*** Opening of Supplied records ***

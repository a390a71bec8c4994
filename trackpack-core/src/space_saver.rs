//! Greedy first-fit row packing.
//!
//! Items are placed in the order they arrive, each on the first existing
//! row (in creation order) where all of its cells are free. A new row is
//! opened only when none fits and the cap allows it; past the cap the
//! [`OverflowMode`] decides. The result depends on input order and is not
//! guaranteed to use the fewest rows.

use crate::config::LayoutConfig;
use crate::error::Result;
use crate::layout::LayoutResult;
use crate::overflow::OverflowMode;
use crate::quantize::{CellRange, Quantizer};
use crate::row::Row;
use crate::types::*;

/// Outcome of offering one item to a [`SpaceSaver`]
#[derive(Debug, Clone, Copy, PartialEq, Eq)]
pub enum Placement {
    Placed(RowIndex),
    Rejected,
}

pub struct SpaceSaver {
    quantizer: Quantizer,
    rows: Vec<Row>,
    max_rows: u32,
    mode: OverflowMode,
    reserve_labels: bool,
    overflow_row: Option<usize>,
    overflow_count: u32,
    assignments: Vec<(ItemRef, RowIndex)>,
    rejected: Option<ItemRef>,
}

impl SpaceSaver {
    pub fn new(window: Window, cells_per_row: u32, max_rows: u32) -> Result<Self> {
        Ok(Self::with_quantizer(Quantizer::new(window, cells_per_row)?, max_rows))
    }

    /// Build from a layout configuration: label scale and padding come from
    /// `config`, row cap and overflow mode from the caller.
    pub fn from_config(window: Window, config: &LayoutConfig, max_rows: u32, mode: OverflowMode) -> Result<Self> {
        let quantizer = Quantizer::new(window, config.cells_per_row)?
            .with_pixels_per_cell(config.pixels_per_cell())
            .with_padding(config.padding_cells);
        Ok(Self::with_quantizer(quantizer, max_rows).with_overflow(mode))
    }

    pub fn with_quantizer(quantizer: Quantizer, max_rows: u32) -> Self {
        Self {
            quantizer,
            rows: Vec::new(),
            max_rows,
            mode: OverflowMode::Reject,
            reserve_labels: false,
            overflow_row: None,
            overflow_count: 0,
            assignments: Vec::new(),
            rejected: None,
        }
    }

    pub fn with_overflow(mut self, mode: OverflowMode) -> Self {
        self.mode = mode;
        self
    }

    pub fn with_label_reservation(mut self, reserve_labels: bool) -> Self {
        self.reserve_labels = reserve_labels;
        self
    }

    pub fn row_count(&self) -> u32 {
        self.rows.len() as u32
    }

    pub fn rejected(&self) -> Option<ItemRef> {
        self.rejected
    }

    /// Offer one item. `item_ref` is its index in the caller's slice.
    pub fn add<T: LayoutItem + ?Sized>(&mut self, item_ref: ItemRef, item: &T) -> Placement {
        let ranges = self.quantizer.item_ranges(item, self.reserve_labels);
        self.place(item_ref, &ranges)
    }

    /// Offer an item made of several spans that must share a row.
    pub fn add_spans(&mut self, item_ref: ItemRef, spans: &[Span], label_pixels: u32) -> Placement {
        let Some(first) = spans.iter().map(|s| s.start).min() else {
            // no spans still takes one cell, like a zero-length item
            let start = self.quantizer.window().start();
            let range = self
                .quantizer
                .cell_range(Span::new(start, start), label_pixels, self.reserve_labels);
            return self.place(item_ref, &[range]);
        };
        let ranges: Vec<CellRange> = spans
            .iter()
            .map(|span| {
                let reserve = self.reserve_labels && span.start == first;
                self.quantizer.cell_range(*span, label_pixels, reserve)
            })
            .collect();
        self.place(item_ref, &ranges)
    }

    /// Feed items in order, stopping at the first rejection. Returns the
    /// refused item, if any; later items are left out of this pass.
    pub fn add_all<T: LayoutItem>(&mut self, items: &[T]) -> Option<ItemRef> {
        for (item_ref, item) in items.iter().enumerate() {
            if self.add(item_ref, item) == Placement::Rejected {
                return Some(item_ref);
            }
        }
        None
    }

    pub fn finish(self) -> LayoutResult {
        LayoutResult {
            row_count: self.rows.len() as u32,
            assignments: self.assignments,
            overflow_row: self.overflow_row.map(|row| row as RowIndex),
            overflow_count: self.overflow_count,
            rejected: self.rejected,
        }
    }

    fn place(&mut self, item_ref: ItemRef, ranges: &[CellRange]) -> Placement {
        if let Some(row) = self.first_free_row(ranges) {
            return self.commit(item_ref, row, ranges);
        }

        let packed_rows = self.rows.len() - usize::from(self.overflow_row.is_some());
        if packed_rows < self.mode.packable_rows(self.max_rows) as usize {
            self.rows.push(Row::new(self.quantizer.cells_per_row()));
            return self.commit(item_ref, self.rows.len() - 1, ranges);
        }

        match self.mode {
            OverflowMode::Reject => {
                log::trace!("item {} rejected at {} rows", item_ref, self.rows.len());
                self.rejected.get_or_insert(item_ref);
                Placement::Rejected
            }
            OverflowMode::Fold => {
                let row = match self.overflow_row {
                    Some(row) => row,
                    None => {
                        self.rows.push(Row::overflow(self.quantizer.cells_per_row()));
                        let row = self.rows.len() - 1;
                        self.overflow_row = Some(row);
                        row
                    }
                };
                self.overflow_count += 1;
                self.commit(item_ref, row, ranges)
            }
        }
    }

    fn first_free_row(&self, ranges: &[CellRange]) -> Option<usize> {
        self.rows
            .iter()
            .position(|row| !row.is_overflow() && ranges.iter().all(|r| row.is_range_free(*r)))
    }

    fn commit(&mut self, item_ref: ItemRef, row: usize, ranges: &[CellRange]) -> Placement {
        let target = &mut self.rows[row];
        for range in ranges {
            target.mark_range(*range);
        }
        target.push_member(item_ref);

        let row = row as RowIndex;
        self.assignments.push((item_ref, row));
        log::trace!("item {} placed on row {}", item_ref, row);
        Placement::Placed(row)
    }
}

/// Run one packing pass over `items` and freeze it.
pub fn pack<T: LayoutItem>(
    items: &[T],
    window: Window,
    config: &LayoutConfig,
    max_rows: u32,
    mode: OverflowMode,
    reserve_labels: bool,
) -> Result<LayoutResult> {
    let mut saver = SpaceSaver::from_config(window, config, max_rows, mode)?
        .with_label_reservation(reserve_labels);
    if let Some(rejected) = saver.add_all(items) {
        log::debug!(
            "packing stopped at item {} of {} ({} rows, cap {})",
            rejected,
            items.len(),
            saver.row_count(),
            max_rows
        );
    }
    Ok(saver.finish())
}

*** Close of Supplied records ***

◆ Aim of the task: Go through the lines above. Select every one that has the string "finish".

◆ Answer to this exercise:
    pub fn finish(self) -> LayoutResult {
    Ok(saver.finish())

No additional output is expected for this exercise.